Find every line below that contains the word "IngestionPipeline" and copy it out.

Collected data entries
.....
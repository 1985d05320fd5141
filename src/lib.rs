//! # Potemkin (company formation records)
//!
//! `potemkin` is a small JSON API that lets a signed-in user draft company
//! formation records together with the founders attached to them.
//!
//! ## Sign-in
//!
//! Two sign-in methods are supported:
//!
//! - **Credentials:** email and password. Passwords are stored as a salted
//!   PBKDF2-HMAC-SHA512 hash, and registration enforces a configurable
//!   complexity policy (see [`password`]).
//! - **Federated:** Google OAuth2, enabled with `--federated`. The local user
//!   row is upserted by email on every successful sign-in.
//!
//! Both methods end in the same signed session token, delivered as an
//! `HttpOnly` cookie. Failed credential checks are reported as a single
//! "invalid credentials" outcome regardless of the cause.
//!
//! ## Companies
//!
//! Companies are owned by exactly one user and start in the `draft` status.
//! A company and its founders are written in one transaction. Reads are
//! always scoped to the caller; another user's company is reported as
//! `404 Not Found`.

pub mod api;
pub mod cli;
pub mod password;

#[allow(clippy::doc_markdown, clippy::needless_raw_string_hashes)]
pub mod built_info {
    include!(concat!(env!("OUT_DIR"), "/built.rs"));
}

pub const GIT_COMMIT_HASH: &str = match built_info::GIT_COMMIT_HASH {
    Some(hash) => hash,
    None => "unknown",
};

pub const APP_USER_AGENT: &str = concat!(env!("CARGO_PKG_NAME"), "/", env!("CARGO_PKG_VERSION"),);
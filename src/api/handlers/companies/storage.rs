//! SQL storage helpers for companies and founders.
//!
//! Reads are always scoped by owner. A company that exists but belongs to
//! someone else is indistinguishable from one that does not exist.

use sqlx::{PgPool, Postgres, Row, Transaction, postgres::PgRow};
use tracing::{Instrument, info_span, warn};
use uuid::Uuid;

use super::{
    STATUS_DRAFT,
    types::{CompanyDetailResponse, CompanyResponse, FounderResponse},
};

const COMPANY_COLUMNS: &str = r#"
    id::text AS id,
    user_id,
    name,
    incorporator,
    state,
    entity_type,
    status,
    to_char(created_at AT TIME ZONE 'utc', 'YYYY-MM-DD"T"HH24:MI:SS"Z"') AS created_at,
    to_char(updated_at AT TIME ZONE 'utc', 'YYYY-MM-DD"T"HH24:MI:SS"Z"') AS updated_at
"#;

/// Validated fields of a company about to be created.
#[derive(Debug)]
pub(super) struct NewCompany<'a> {
    pub(super) name: &'a str,
    pub(super) incorporator: &'a str,
    pub(super) state: &'a str,
    pub(super) entity_type: &'a str,
}

fn company_from_row(row: &PgRow) -> CompanyResponse {
    CompanyResponse {
        id: row.get("id"),
        user_id: row.get("user_id"),
        name: row.get("name"),
        incorporator: row.get("incorporator"),
        state: row.get("state"),
        entity_type: row.get("entity_type"),
        status: row.get("status"),
        created_at: row.get("created_at"),
        updated_at: row.get("updated_at"),
    }
}

/// Insert a draft company and its founders in one transaction.
///
/// Either every row is written or none is.
pub(super) async fn create_company(
    pool: &PgPool,
    user_id: &str,
    company: &NewCompany<'_>,
    founders: &[String],
) -> Result<Uuid, sqlx::Error> {
    let mut tx = pool.begin().await?;
    match insert_company_rows(&mut tx, user_id, company, founders).await {
        Ok(company_id) => {
            tx.commit().await?;
            Ok(company_id)
        }
        Err(err) => {
            if let Err(rollback_err) = tx.rollback().await {
                warn!("Rollback after failed company insert also failed: {rollback_err}");
            }
            Err(err)
        }
    }
}

async fn insert_company_rows(
    tx: &mut Transaction<'_, Postgres>,
    user_id: &str,
    company: &NewCompany<'_>,
    founders: &[String],
) -> Result<Uuid, sqlx::Error> {
    // v7 ids sort by creation time, which keeps "newest first" stable.
    let company_id = Uuid::now_v7();
    let query = r"
        INSERT INTO companies (id, user_id, name, incorporator, state, entity_type, status)
        VALUES ($1, $2, $3, $4, $5, $6, $7)
    ";
    let span = info_span!(
        "db.query",
        db.system = "postgresql",
        db.operation = "INSERT",
        db.statement = query
    );
    sqlx::query(query)
        .bind(company_id)
        .bind(user_id)
        .bind(company.name)
        .bind(company.incorporator)
        .bind(company.state)
        .bind(company.entity_type)
        .bind(STATUS_DRAFT)
        .execute(&mut **tx)
        .instrument(span)
        .await?;

    let query = r"
        INSERT INTO founders (id, company_id, name, position)
        VALUES ($1, $2, $3, $4)
    ";
    for (position, name) in (0_i32..).zip(founders) {
        let span = info_span!(
            "db.query",
            db.system = "postgresql",
            db.operation = "INSERT",
            db.statement = query
        );
        sqlx::query(query)
            .bind(Uuid::new_v4())
            .bind(company_id)
            .bind(name)
            .bind(position)
            .execute(&mut **tx)
            .instrument(span)
            .await?;
    }

    Ok(company_id)
}

/// The caller's companies, newest first.
pub(super) async fn list_companies(
    pool: &PgPool,
    user_id: &str,
) -> Result<Vec<CompanyResponse>, sqlx::Error> {
    let query = format!(
        "SELECT {COMPANY_COLUMNS} FROM companies WHERE user_id = $1 \
         ORDER BY created_at DESC, id DESC"
    );
    let span = info_span!(
        "db.query",
        db.system = "postgresql",
        db.operation = "SELECT",
        db.statement = query.as_str()
    );
    let rows = sqlx::query(&query)
        .bind(user_id)
        .fetch_all(pool)
        .instrument(span)
        .await?;
    Ok(rows.iter().map(company_from_row).collect())
}

/// One of the caller's companies with its founders in insertion order.
pub(super) async fn find_company(
    pool: &PgPool,
    user_id: &str,
    company_id: Uuid,
) -> Result<Option<CompanyDetailResponse>, sqlx::Error> {
    let query = format!("SELECT {COMPANY_COLUMNS} FROM companies WHERE id = $1 AND user_id = $2");
    let span = info_span!(
        "db.query",
        db.system = "postgresql",
        db.operation = "SELECT",
        db.statement = query.as_str()
    );
    let Some(row) = sqlx::query(&query)
        .bind(company_id)
        .bind(user_id)
        .fetch_optional(pool)
        .instrument(span)
        .await?
    else {
        return Ok(None);
    };
    let company = company_from_row(&row);

    let query = r"
        SELECT id::text AS id, name
        FROM founders
        WHERE company_id = $1
        ORDER BY position
    ";
    let span = info_span!(
        "db.query",
        db.system = "postgresql",
        db.operation = "SELECT",
        db.statement = query
    );
    let founders = sqlx::query(query)
        .bind(company_id)
        .fetch_all(pool)
        .instrument(span)
        .await?
        .iter()
        .map(|row| FounderResponse {
            id: row.get("id"),
            name: row.get("name"),
        })
        .collect();

    Ok(Some(CompanyDetailResponse { company, founders }))
}
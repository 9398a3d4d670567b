//! Embedding providers for Vitrine.
//!
//! ```text
//! ┌─────────────────────────────────────────────────────────────┐
//! │                     vitrine-vector                          │
//! ├─────────────────────────────────────────────────────────────┤
//! │  EmbeddingProvider trait                                    │
//! │  ├── MockEmbeddingProvider (deterministic, offline)         │
//! │  └── OpenAiEmbeddingProvider (OpenAI-compatible HTTP)       │
//! ├─────────────────────────────────────────────────────────────┤
//! │  embed_checked / embed_batch_checked (dimension guard)      │
//! └─────────────────────────────────────────────────────────────┘
//! ```
//!
//! # Example
//!
//! ```rust,ignore
//! use vitrine_vector::{EmbeddingProvider, OpenAiEmbeddingProvider, embed_checked};
//!
//! let provider = OpenAiEmbeddingProvider::new(api_key, "text-embedding-3-small")?;
//! provider.validate()?;
//! let vector = embed_checked(&provider, "áo sơ mi đi làm").await?;
//! ```

pub mod embedding;
pub mod openai;

pub use embedding::{EmbeddingProvider, MockEmbeddingProvider, embed_batch_checked, embed_checked};
pub use openai::OpenAiEmbeddingProvider;
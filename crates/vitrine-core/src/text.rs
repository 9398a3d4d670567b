//! Text utilities shared by ingestion and search.
//!
//! "Folded" text has diacritics removed and is lowercased, so that
//! `"Áo sơ mi Đen"` and `"ao so mi den"` compare equal. Vietnamese `đ`
//! is not a combining sequence under NFD and is mapped explicitly.

use unicode_normalization::UnicodeNormalization;
use unicode_normalization::char::is_combining_mark;

/// Remove diacritics and lowercase.
pub fn fold(text: &str) -> String {
    text.nfd()
        .filter(|c| !is_combining_mark(*c))
        .map(|c| match c {
            'đ' | 'Đ' => 'd',
            other => other,
        })
        .collect::<String>()
        .to_lowercase()
}

/// Collapse runs of whitespace into single spaces and trim.
pub fn collapse_whitespace(text: &str) -> String {
    text.split_whitespace().collect::<Vec<_>>().join(" ")
}

/// Cut `text` to at most `max_chars` characters, on a char boundary.
pub fn truncate_chars(text: &str, max_chars: usize) -> String {
    match text.char_indices().nth(max_chars) {
        Some((byte_idx, _)) => text[..byte_idx].to_string(),
        None => text.to_string(),
    }
}

#[cfg(test)]
mod tests {
    use super::*;

    #[test]
    fn test_fold_vietnamese() {
        assert_eq!(fold("Áo Sơ Mi Đi Làm"), "ao so mi di lam");
        assert_eq!(fold("giá 300000"), "gia 300000");
        assert_eq!(fold("đầm dự tiệc"), "dam du tiec");
    }

    #[test]
    fn test_fold_ascii_is_lowercase() {
        assert_eq!(fold("Office Shirt"), "office shirt");
    }

    #[test]
    fn test_collapse_whitespace() {
        assert_eq!(collapse_whitespace("  a \n\t b   c "), "a b c");
    }

    #[test]
    fn test_truncate_chars_multibyte() {
        assert_eq!(truncate_chars("đầm đẹp", 3), "đầm");
        assert_eq!(truncate_chars("abc", 10), "abc");
        assert_eq!(truncate_chars("", 0), "");
    }
}
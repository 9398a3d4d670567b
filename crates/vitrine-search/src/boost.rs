//! Query-intent boosting.
//!
//! A fixed table maps a query pattern to flat bonuses for candidates whose
//! attributes match. Patterns run against folded text. Bonuses within a rule
//! are independent and additive; each applies at most once per candidate.

use regex::Regex;
use vitrine_core::text::fold;
use vitrine_core::{Error, Product, Result};

/// Which product attribute a bonus inspects.
#[derive(Debug, Clone, Copy, PartialEq, Eq)]
pub enum BonusTarget {
    /// Any occasion tag.
    Occasion,
    /// Any style tag.
    Style,
    /// The title.
    Title,
}

/// Points awarded when the target attribute matches `pattern`.
#[derive(Debug, Clone)]
pub struct Bonus {
    pub target: BonusTarget,
    pub pattern: Regex,
    pub points: i64,
}

impl Bonus {
    pub fn new(target: BonusTarget, pattern: &str, points: i64) -> Result<Self> {
        Ok(Self {
            target,
            pattern: compile(pattern)?,
            points,
        })
    }

    fn applies_to(&self, product: &Product) -> bool {
        match self.target {
            BonusTarget::Occasion => {
                product.occasion.iter().any(|o| self.pattern.is_match(&fold(o)))
            }
            BonusTarget::Style => product.style.iter().any(|s| self.pattern.is_match(&fold(s))),
            BonusTarget::Title => self.pattern.is_match(&fold(&product.title)),
        }
    }
}

/// A query pattern and the bonuses it unlocks.
#[derive(Debug, Clone)]
pub struct BoostRule {
    pub query_pattern: Regex,
    pub bonuses: Vec<Bonus>,
}

impl BoostRule {
    pub fn new(query_pattern: &str, bonuses: Vec<Bonus>) -> Result<Self> {
        Ok(Self {
            query_pattern: compile(query_pattern)?,
            bonuses,
        })
    }
}

/// Ordered boost rules.
#[derive(Debug, Clone)]
pub struct BoostTable {
    rules: Vec<BoostRule>,
}

impl BoostTable {
    pub fn new(rules: Vec<BoostRule>) -> Self {
        Self { rules }
    }

    /// The built-in table: office/commute intent.
    pub fn standard() -> Result<Self> {
        Ok(Self::new(vec![BoostRule::new(
            r"cong so|di lam|office|van phong",
            vec![
                Bonus::new(BonusTarget::Occasion, r"di lam|cong so|van phong|office|work", 220)?,
                Bonus::new(BonusTarget::Style, r"^(smart-casual|formal)$", 180)?,
                Bonus::new(BonusTarget::Title, r"so mi|(?:^|[^-\w])shirt\b", 100)?,
            ],
        )?]))
    }

    /// Total bonus for `product` under the folded query.
    pub fn bonus(&self, folded_query: &str, product: &Product) -> i64 {
        self.rules
            .iter()
            .filter(|rule| rule.query_pattern.is_match(folded_query))
            .flat_map(|rule| &rule.bonuses)
            .filter(|bonus| bonus.applies_to(product))
            .map(|bonus| bonus.points)
            .sum()
    }

    pub fn len(&self) -> usize {
        self.rules.len()
    }

    pub fn is_empty(&self) -> bool {
        self.rules.is_empty()
    }
}

fn compile(pattern: &str) -> Result<Regex> {
    Regex::new(pattern)
        .map_err(|e| Error::config(format!("invalid boost pattern '{pattern}': {e}")))
}
//! The Vitrine CLI application.
//!
//! Every command works against the snapshot directory named by
//! `store.path`: `ingest` rebuilds it, `search` and `stats` load it.

use std::path::{Path, PathBuf};
use std::sync::Arc;

use serde::Serialize;
use tracing::info;
use tracing_subscriber::EnvFilter;
use vitrine_catalog::{IngestReport, IngestionPipeline};
use vitrine_core::{Error, Result, SearchResult};
use vitrine_search::RetrievalEngine;
use vitrine_store::{
    Catalog, MemoryStore, SnapshotMetadata, hash_sources, is_snapshot_fresh, load_metadata,
};

use crate::cli::{CliArgs, Command};
use crate::config::VitrineConfig;
use crate::config_handlers;

/// Initialise tracing-based logging.
///
/// `RUST_LOG` wins when set; otherwise `--quiet` selects warn, `--verbose`
/// debug, and the default is info. Library crates log through `log`, which
/// the subscriber picks up.
pub fn init_logging(verbose: bool, quiet: bool) {
    let filter = if std::env::var("RUST_LOG").is_ok() {
        EnvFilter::from_default_env()
    } else if quiet {
        EnvFilter::new("warn")
    } else if verbose {
        EnvFilter::new("debug")
    } else {
        EnvFilter::new("info")
    };

    // A subscriber may already be installed (tests).
    let _ = tracing_subscriber::fmt()
        .with_env_filter(filter)
        .with_writer(std::io::stderr)
        .try_init();
}

/// Counts and build metadata of the current snapshot.
#[derive(Debug, Clone, Serialize)]
pub struct StoreStats {
    pub products: usize,
    pub chunks: usize,
    pub metadata: Option<SnapshotMetadata>,
}

/// CLI application bound to one loaded configuration.
pub struct VitrineApp {
    config: VitrineConfig,
}

impl VitrineApp {
    pub fn new(config: VitrineConfig) -> Self {
        Self { config }
    }

    /// Create from CLI args, loading config from file/env.
    pub fn from_args(args: &CliArgs) -> Result<Self> {
        Ok(Self::new(VitrineConfig::load(args.config.as_deref())?))
    }

    pub fn config(&self) -> &VitrineConfig {
        &self.config
    }

    /// Dispatch a parsed command.
    pub async fn run(&self, args: CliArgs) -> Result<()> {
        match args.command {
            Some(Command::Ingest { files, force }) => {
                match self.ingest(&files, force).await? {
                    Some(report) => println!(
                        "Ingested {} products ({} rejected, {} duplicates, {} chunk failures)",
                        report.inserted, report.rejected, report.duplicates, report.chunk_failures
                    ),
                    None => println!(
                        "Snapshot at {} is up to date; use --force to rebuild",
                        self.config.store.path
                    ),
                }
                Ok(())
            }
            Some(Command::Search { query, limit, json }) => {
                let results = self.search(&query.join(" "), limit).await?;
                if json {
                    println!("{}", serde_json::to_string_pretty(&results)?);
                } else {
                    print!("{}", render_results(&results));
                }
                Ok(())
            }
            Some(Command::Stats) => {
                let stats = self.stats().await?;
                println!("products: {}", stats.products);
                println!("chunks:   {}", stats.chunks);
                if let Some(meta) = &stats.metadata {
                    println!("built:    {} ({} / {})", meta.built_at, meta.provider, meta.model);
                }
                Ok(())
            }
            Some(Command::Config(config_cmd)) => {
                config_handlers::handle_config_command(args.config.as_deref(), config_cmd.command)
            }
            None => {
                println!(
                    "{} {}: use --help for usage",
                    self.config.project_name,
                    env!("CARGO_PKG_VERSION")
                );
                Ok(())
            }
        }
    }

    /// Ingest `files` into the snapshot.
    ///
    /// Returns `None` without touching the snapshot when it was already
    /// built from identical files and `force` is off. Records are ingested
    /// on top of any existing snapshot.
    pub async fn ingest(&self, files: &[PathBuf], force: bool) -> Result<Option<IngestReport>> {
        let dir = self.config.store_path();
        let hash = hash_sources(files)?;
        if !force && is_snapshot_fresh(&dir, &hash) {
            info!("snapshot at {} is fresh, skipping ingest", dir.display());
            return Ok(None);
        }

        let provider = self.config.embedding_provider()?;
        let store = Arc::new(self.open_or_create(&dir)?);
        let pipeline = IngestionPipeline::new(provider.clone(), store.clone(), store.clone())?;
        let report = pipeline.ingest_files(files).await?;

        let metadata = SnapshotMetadata::new(hash, provider.name(), &self.config.embedding.model);
        store.save_snapshot(&dir, metadata).await?;
        info!(
            "ingested {} products from {} files into {}",
            report.inserted,
            files.len(),
            dir.display()
        );
        Ok(Some(report))
    }

    /// Search the snapshot. `limit` falls back to `search.default_limit`.
    pub async fn search(&self, query: &str, limit: Option<usize>) -> Result<Vec<SearchResult>> {
        let store = Arc::new(MemoryStore::load_snapshot(
            &self.config.store_path(),
            self.config.store.unique_url,
        )?);
        let engine = RetrievalEngine::new(
            self.config.embedding_provider()?,
            store.clone(),
            store.clone(),
            store,
        )?;
        engine
            .search(query, limit.or(Some(self.config.search.default_limit)))
            .await
    }

    pub async fn stats(&self) -> Result<StoreStats> {
        let dir = self.config.store_path();
        let store = MemoryStore::load_snapshot(&dir, self.config.store.unique_url)?;
        Ok(StoreStats {
            products: store.product_count().await,
            chunks: store.chunk_count().await,
            metadata: load_metadata(&dir).ok(),
        })
    }

    fn open_or_create(&self, dir: &Path) -> Result<MemoryStore> {
        let unique_url = self.config.store.unique_url;
        match MemoryStore::load_snapshot(dir, unique_url) {
            Ok(store) => Ok(store),
            Err(Error::NotFound(_)) => {
                Ok(MemoryStore::from_catalog(Catalog::default(), unique_url))
            }
            Err(e) => Err(e),
        }
    }
}

fn render_results(results: &[SearchResult]) -> String {
    if results.is_empty() {
        return "No matching products.\n".to_string();
    }
    results
        .iter()
        .enumerate()
        .map(|(i, r)| {
            format!(
                "{:>2}. {} | {} | score {}\n    {}\n",
                i + 1,
                r.product.title,
                r.product.price,
                r.fused_score,
                r.product.url
            )
        })
        .collect()
}

#[cfg(test)]
mod tests {
    use super::*;
    use clap::Parser;
    use vitrine_core::ErrorKind;

    const CATALOG: &str = r#"{"products": [
        {"title": "Áo Sơ Mi Oxford", "price": 350000, "url": "https://shop.vn/so-mi",
         "tags": ["công sở"]},
        {"title": "Áo Thun Basic", "price": 150000, "url": "https://shop.vn/thun"},
        {"title": "", "price": 1, "url": "https://shop.vn/empty"}
    ]}"#;

    fn test_app(dir: &tempfile::TempDir) -> (VitrineApp, PathBuf) {
        let mut config = VitrineConfig::default();
        config.embedding.provider = "mock".to_string();
        config.store.path = dir.path().join("store").to_string_lossy().into_owned();

        let catalog = dir.path().join("catalog.json");
        std::fs::write(&catalog, CATALOG).unwrap();
        (VitrineApp::new(config), catalog)
    }

    #[tokio::test]
    async fn test_ingest_then_search() {
        let dir = tempfile::TempDir::new().unwrap();
        let (app, catalog) = test_app(&dir);

        let report = app.ingest(&[catalog], false).await.unwrap().unwrap();
        assert_eq!(report.inserted, 2);
        assert_eq!(report.rejected, 1);

        let results = app.search("sơ mi", None).await.unwrap();
        assert_eq!(results[0].product.title, "Áo Sơ Mi Oxford");
        assert!(results.len() <= 8);
    }

    #[tokio::test]
    async fn test_ingest_skips_fresh_snapshot() {
        let dir = tempfile::TempDir::new().unwrap();
        let (app, catalog) = test_app(&dir);
        let files = vec![catalog];

        assert!(app.ingest(&files, false).await.unwrap().is_some());
        assert!(app.ingest(&files, false).await.unwrap().is_none());

        let forced = app.ingest(&files, true).await.unwrap().unwrap();
        assert_eq!(forced.inserted, 2);
        // Upsert by URL keeps the catalog the same size.
        assert_eq!(app.stats().await.unwrap().products, 2);
    }

    #[tokio::test]
    async fn test_stats() {
        let dir = tempfile::TempDir::new().unwrap();
        let (app, catalog) = test_app(&dir);
        app.ingest(&[catalog], false).await.unwrap();

        let stats = app.stats().await.unwrap();
        assert_eq!(stats.products, 2);
        assert_eq!(stats.chunks, 8);
        let meta = stats.metadata.unwrap();
        assert_eq!(meta.provider, "mock");
        assert_eq!(meta.product_count, 2);
    }

    #[tokio::test]
    async fn test_search_without_snapshot() {
        let dir = tempfile::TempDir::new().unwrap();
        let (app, _) = test_app(&dir);
        let err = app.search("áo", None).await.unwrap_err();
        assert_eq!(err.kind(), ErrorKind::NotFound);
    }

    #[tokio::test]
    async fn test_empty_query_is_invalid_input() {
        let dir = tempfile::TempDir::new().unwrap();
        let (app, catalog) = test_app(&dir);
        app.ingest(&[catalog], false).await.unwrap();

        let err = app.search("  %_ ", None).await.unwrap_err();
        assert_eq!(err.kind(), ErrorKind::InvalidInput);
    }

    #[tokio::test]
    async fn test_ingest_missing_file() {
        let dir = tempfile::TempDir::new().unwrap();
        let (app, _) = test_app(&dir);
        let missing = dir.path().join("missing.json");
        assert!(app.ingest(&[missing], false).await.is_err());
    }

    #[tokio::test]
    async fn test_run_without_command() {
        let dir = tempfile::TempDir::new().unwrap();
        let (app, _) = test_app(&dir);
        let args = CliArgs::parse_from(["vitrine"]);
        assert!(app.run(args).await.is_ok());
    }

    #[test]
    fn test_render_results() {
        assert_eq!(render_results(&[]), "No matching products.\n");
    }

    #[test]
    fn test_init_logging_twice() {
        init_logging(false, true);
        init_logging(true, false);
    }
}
//! Snapshot persistence and freshness checking.
//!
//! A snapshot directory holds two files: [`CATALOG_FILE`] with every product
//! and chunk, and [`METADATA_FILE`] describing how it was built. The content
//! hash of the source files is stored in the metadata; when it matches a
//! freshly computed hash the snapshot is still valid and ingestion can be
//! skipped.

use std::path::Path;

use log::debug;
use serde::{Deserialize, Serialize};
use vitrine_core::{EMBEDDING_DIMENSION, Error, Result};

use crate::memory::{Catalog, MemoryStore};

/// Products and chunks.
pub const CATALOG_FILE: &str = "catalog.json";
/// Build metadata.
pub const METADATA_FILE: &str = "snapshot_metadata.json";

/// Metadata stored alongside a snapshot for freshness checking.
#[derive(Debug, Clone, PartialEq, Eq, Serialize, Deserialize)]
pub struct SnapshotMetadata {
    /// Hash of the source files at build time.
    pub content_hash: String,

    /// Number of products stored.
    pub product_count: usize,

    /// Number of chunks stored.
    pub chunk_count: usize,

    /// Embedding dimension.
    pub embedding_dimension: usize,

    /// Build timestamp (RFC 3339).
    pub built_at: String,

    /// Embedding provider name.
    pub provider: String,

    /// Model name used for embeddings.
    pub model: String,
}

impl SnapshotMetadata {
    /// Metadata for a snapshot built now; counts are filled in on save.
    pub fn new(
        content_hash: impl Into<String>,
        provider: impl Into<String>,
        model: impl Into<String>,
    ) -> Self {
        Self {
            content_hash: content_hash.into(),
            product_count: 0,
            chunk_count: 0,
            embedding_dimension: EMBEDDING_DIMENSION,
            built_at: chrono::Utc::now().to_rfc3339(),
            provider: provider.into(),
            model: model.into(),
        }
    }
}

/// Hash the contents of `paths`, in order.
pub fn hash_sources<P: AsRef<Path>>(paths: &[P]) -> Result<String> {
    let mut hasher = blake3::Hasher::new();
    for path in paths {
        let path = path.as_ref();
        let bytes = std::fs::read(path).map_err(|e| Error::io_with_path(e, path))?;
        hasher.update(path.to_string_lossy().as_bytes());
        hasher.update(&(bytes.len() as u64).to_le_bytes());
        hasher.update(&bytes);
    }
    Ok(hasher.finalize().to_hex().to_string())
}

/// Whether the snapshot in `dir` was built from content hashing to
/// `current_hash`. A missing or unreadable snapshot is never fresh.
pub fn is_snapshot_fresh(dir: &Path, current_hash: &str) -> bool {
    if !dir.join(CATALOG_FILE).is_file() {
        return false;
    }
    match load_metadata(dir) {
        Ok(metadata) => metadata.content_hash == current_hash,
        Err(_) => false,
    }
}

/// Load snapshot metadata from `dir`.
pub fn load_metadata(dir: &Path) -> Result<SnapshotMetadata> {
    let path = dir.join(METADATA_FILE);
    let json = std::fs::read_to_string(&path).map_err(|e| Error::io_with_path(e, &path))?;
    Ok(serde_json::from_str(&json)?)
}

fn write_json<T: Serialize>(path: &Path, value: &T) -> Result<()> {
    let json = serde_json::to_string_pretty(value)?;
    std::fs::write(path, json).map_err(|e| Error::io_with_path(e, path))
}

impl MemoryStore {
    /// Write the catalog and metadata to `dir`, creating it if needed.
    ///
    /// Counts in `metadata` are overwritten with the stored totals; the
    /// saved metadata is returned.
    pub async fn save_snapshot(
        &self,
        dir: &Path,
        mut metadata: SnapshotMetadata,
    ) -> Result<SnapshotMetadata> {
        std::fs::create_dir_all(dir).map_err(|e| Error::io_with_path(e, dir))?;
        let catalog = self.catalog().await;
        metadata.product_count = catalog.products.len();
        metadata.chunk_count = catalog.chunks.len();

        write_json(&dir.join(CATALOG_FILE), &catalog)?;
        write_json(&dir.join(METADATA_FILE), &metadata)?;
        debug!(
            "saved snapshot to {} ({} products, {} chunks)",
            dir.display(),
            metadata.product_count,
            metadata.chunk_count
        );
        Ok(metadata)
    }

    /// Load a store from the snapshot in `dir`.
    pub fn load_snapshot(dir: &Path, unique_url: bool) -> Result<Self> {
        let path = dir.join(CATALOG_FILE);
        if !path.is_file() {
            return Err(Error::not_found(format!(
                "no snapshot at {}",
                dir.display()
            )));
        }
        let json = std::fs::read_to_string(&path).map_err(|e| Error::io_with_path(e, &path))?;
        let catalog: Catalog = serde_json::from_str(&json)?;
        debug!(
            "loaded snapshot from {} ({} products, {} chunks)",
            dir.display(),
            catalog.products.len(),
            catalog.chunks.len()
        );
        Ok(Self::from_catalog(catalog, unique_url))
    }
}

// ============================================================================
// Tests
// ============================================================================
.....
◆ RESPONSE AREA
use vitrine_catalog::{IngestReport, IngestionPipeline};
        let pipeline = IngestionPipeline::new(provider.clone(), store.clone(), store.clone())?;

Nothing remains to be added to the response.